For a show so taken with themes of death and rebirth, it’s no surprise that Mad Men makes its final (half) season premiere on Easter Sunday. From the moment viewers thought to ask, “Who is Dick Whitman?”, Mad Men cemented itself in the foreground of any television-based conversation about what it is to be born again—even if not in a strictly theological sense. Time and again throughout its six-and-a-half seasons, Mad Men has dug into what it means to find new life out of life’s ruins.

The theme is ever-present throughout the run of the show, whether it’s Joan finding a way to secure her future at the firm after becoming a single mother or Betty using her newfound backbone to secure a life more to her expectations. The series is dedicated to portraying all of the many ways people attempt to reinvent themselves in the wake of misfortune.

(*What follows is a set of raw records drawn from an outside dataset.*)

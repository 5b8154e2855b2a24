//! Check Contract
//!
//! Every rule is a [`Check`]: a `pre_check`/`check`/`fix` lifecycle over one
//! target in the repository. Shared lifecycle state lives in [`CheckCtx`];
//! the two capability bases [`FileCheck`] and [`DirCheck`] add a resolved
//! target path and the exists/non-empty preconditions for it.
//! Metadata-only rules hold a bare [`CheckCtx`] and implement the trait
//! directly.

use crate::context::RepoContext;
use crate::manifest::RuleManifest;
use crate::{Result, Severity, TidyError};
use std::path::{Path, PathBuf};
use walkdir::WalkDir;

/// Identifier prefix for rules that live outside the manifest.
pub const INTERNAL_PREFIX: &str = "INTERNAL.";

/// The check lifecycle, implemented by every rule.
///
/// The pipeline drives one instance through
/// `pre_check()` → `check()` → (on failure, when fixing in place) `fix()`.
pub trait Check {
    /// Shared lifecycle state.
    fn ctx(&self) -> &CheckCtx;

    /// Mutable access to the shared state.
    fn ctx_mut(&mut self) -> &mut CheckCtx;

    /// Rule identifier, e.g. `README.TITLE`.
    fn name(&self) -> &str {
        self.ctx().name()
    }

    /// Severity class, copied from the manifest at construction.
    fn severity(&self) -> Severity {
        self.ctx().severity()
    }

    /// Enable or disable this instance's log output.
    fn set_log_enabled(&mut self, enabled: bool) {
        self.ctx_mut().set_log_enabled(enabled);
    }

    /// Emit `[LEVEL][IDENTIFIER]: message` to stdout, gated by the
    /// instance-level enable flag.
    fn log(&self, message: &str) {
        self.ctx().log(message);
    }

    /// Verify structural preconditions. Returns false (after logging the
    /// failing precondition) instead of erroring.
    fn pre_check(&self) -> bool {
        self.ctx().pre_check()
    }

    /// True iff the repository already conforms to this rule.
    /// Read-only: must not mutate the target.
    fn check(&self) -> bool;

    /// Try to make a subsequent `check()` pass. Returns true when the rule
    /// was already satisfied or the mutation was applied; advisory fixes
    /// log guidance instead (see each rule for its classification).
    fn fix(&self) -> bool;
}

/// Lifecycle state shared by every check instance.
///
/// Instances are built fresh per pipeline run and never shared across runs.
#[derive(Debug, Clone)]
pub struct CheckCtx {
    name: String,
    severity: Severity,
    repo: RepoContext,
    log_enabled: bool,
}

impl CheckCtx {
    /// Bind an identifier to the repository under test.
    ///
    /// Non-internal rules must have a manifest entry; a missing entry is a
    /// fatal configuration error, not a skip. Internal rules default to
    /// [`Severity::Requirement`].
    pub fn new(name: &str, repo: &RepoContext, manifest: &RuleManifest) -> Result<Self> {
        let severity = if name.starts_with(INTERNAL_PREFIX) {
            Severity::Requirement
        } else {
            manifest
                .get(name)
                .ok_or_else(|| {
                    TidyError::Config(format!("no manifest entry for check `{name}`"))
                })?
                .severity
        };

        Ok(Self {
            name: name.to_string(),
            severity,
            repo: repo.clone(),
            log_enabled: false,
        })
    }

    pub fn name(&self) -> &str {
        &self.name
    }

    pub fn severity(&self) -> Severity {
        self.severity
    }

    pub fn repo(&self) -> &RepoContext {
        &self.repo
    }

    pub fn set_log_enabled(&mut self, enabled: bool) {
        self.log_enabled = enabled;
    }

    /// Log with the call-level gate open.
    pub fn log(&self, message: &str) {
        self.log_when(message, true);
    }

    /// Log a message; both the instance flag and `enabled` must be true.
    ///
    /// e.g. `[ERROR  ][TOPLEVEL.LICENSE         ]: The file '...' does not exist.`
    pub fn log_when(&self, message: &str, enabled: bool) {
        if self.log_enabled && enabled {
            println!(
                "[{:<7}][{:<25}]: {}",
                self.severity.log_level(),
                self.name,
                message
            );
        }
    }

    /// Structural preconditions common to every rule.
    pub fn pre_check(&self) -> bool {
        if self.name.is_empty() {
            self.log("The check name is not set.");
            return false;
        }

        if self.repo.name.is_empty() {
            self.log("The repository name is not set.");
            return false;
        }

        if self.repo.top_level.as_os_str().is_empty() {
            self.log("The repository path is not set.");
            return false;
        }

        true
    }
}

/// Capability base for checks that target one file.
#[derive(Debug, Clone)]
pub struct FileCheck {
    ctx: CheckCtx,
    path: PathBuf,
}

impl FileCheck {
    /// Resolve the target to `repository_root / relative_path`. An entry's
    /// `file_name` attribute, when present, overrides `relative_path`.
    pub fn new(
        name: &str,
        repo: &RepoContext,
        manifest: &RuleManifest,
        relative_path: impl AsRef<Path>,
    ) -> Result<Self> {
        let ctx = CheckCtx::new(name, repo, manifest)?;
        let relative = manifest
            .get(name)
            .and_then(|e| e.file_name.clone())
            .map_or_else(|| relative_path.as_ref().to_path_buf(), PathBuf::from);
        let path = repo.top_level.join(relative);
        Ok(Self { ctx, path })
    }

    pub fn ctx(&self) -> &CheckCtx {
        &self.ctx
    }

    pub fn ctx_mut(&mut self) -> &mut CheckCtx {
        &mut self.ctx
    }

    pub fn path(&self) -> &Path {
        &self.path
    }

    /// Preconditions: the file exists and is not empty.
    pub fn pre_check(&self) -> bool {
        if !self.ctx.pre_check() {
            return false;
        }

        if !self.path.exists() {
            self.ctx
                .log(&format!("The file '{}' does not exist.", self.path.display()));
            return false;
        }

        if self.is_empty() {
            self.ctx
                .log(&format!("The file '{}' is empty.", self.path.display()));
            return false;
        }

        true
    }

    /// File content, or empty on read failure.
    pub fn read(&self) -> String {
        std::fs::read_to_string(&self.path).unwrap_or_default()
    }

    pub fn read_lines(&self) -> Vec<String> {
        self.read().lines().map(String::from).collect()
    }

    pub fn read_lines_strip(&self) -> Vec<String> {
        self.read().lines().map(|l| l.trim().to_string()).collect()
    }

    /// Write content to the target; failures are logged, not propagated,
    /// because `fix()` reports success through its return value.
    pub fn write(&self, content: &str) -> bool {
        match std::fs::write(&self.path, content) {
            Ok(()) => true,
            Err(err) => {
                self.ctx.log(&format!(
                    "Error writing the file '{}': {err}",
                    self.path.display()
                ));
                false
            }
        }
    }

    pub fn write_lines(&self, lines: &[String]) -> bool {
        self.write(&(lines.join("\n") + "\n"))
    }

    /// Replace the line at `index`, appending when the file is shorter.
    pub fn replace_line(&self, index: usize, new_line: &str) -> bool {
        let mut lines = self.read_lines();
        if index < lines.len() {
            lines[index] = new_line.to_string();
        } else {
            lines.push(new_line.to_string());
        }
        self.write_lines(&lines)
    }

    pub fn is_empty(&self) -> bool {
        self.read().is_empty()
    }

    /// Literal (non-regex) content match.
    pub fn has_content(&self, needle: &str) -> bool {
        self.read().contains(needle)
    }
}

/// Capability base for checks that target one directory.
#[derive(Debug, Clone)]
pub struct DirCheck {
    ctx: CheckCtx,
    path: PathBuf,
}

impl DirCheck {
    pub fn new(
        name: &str,
        repo: &RepoContext,
        manifest: &RuleManifest,
        relative_path: impl AsRef<Path>,
    ) -> Result<Self> {
        let ctx = CheckCtx::new(name, repo, manifest)?;
        let path = repo.top_level.join(relative_path);
        Ok(Self { ctx, path })
    }

    pub fn ctx(&self) -> &CheckCtx {
        &self.ctx
    }

    pub fn ctx_mut(&mut self) -> &mut CheckCtx {
        &mut self.ctx
    }

    pub fn path(&self) -> &Path {
        &self.path
    }

    /// Preconditions: the directory exists and has at least one entry.
    pub fn pre_check(&self) -> bool {
        if !self.ctx.pre_check() {
            return false;
        }

        if !self.path.is_dir() {
            self.ctx.log(&format!(
                "The directory '{}' does not exist.",
                self.path.display()
            ));
            return false;
        }

        if self.is_empty() {
            self.ctx
                .log(&format!("The directory '{}' is empty.", self.path.display()));
            return false;
        }

        true
    }

    /// Direct entries of the directory.
    pub fn entries(&self) -> Vec<PathBuf> {
        std::fs::read_dir(&self.path)
            .map(|entries| {
                entries
                    .filter_map(std::result::Result::ok)
                    .map(|e| e.path())
                    .collect()
            })
            .unwrap_or_default()
    }

    pub fn is_empty(&self) -> bool {
        self.entries().is_empty()
    }

    /// True when the tree below the target contains at least one file.
    pub fn contains_files(&self) -> bool {
        WalkDir::new(&self.path)
            .into_iter()
            .filter_map(std::result::Result::ok)
            .any(|e| e.file_type().is_file())
    }
}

The most easily identifiable example of a resurrection tale on the series is clearly that of Don Draper. Born Dick Whitman, son of a prostitute and a drunk, Dick was an orphan by age 10, raised by people who didn’t care whether he lived or died. He adopted his superior officer’s identity upon his death, leaving his old life behind and remaking himself in accordance with an image he alone created for himself. The resurrection narrative seems obvious—a man fakes his own death to be born anew. But that’s not quite how resurrection works, and on some level, Mad Men knows that.

Resuscitation and resurrection are often used interchangeably, but the subtleties between them make all the difference. There are two ways you can come back from the dead: you come back the same or you come back different. With resuscitation you come back to your life, regardless of circumstances, but you are fundamentally the same person. With resurrection, you are that phoenix rising from the ashes, remade through fire. You are the risen Christ. You are changed.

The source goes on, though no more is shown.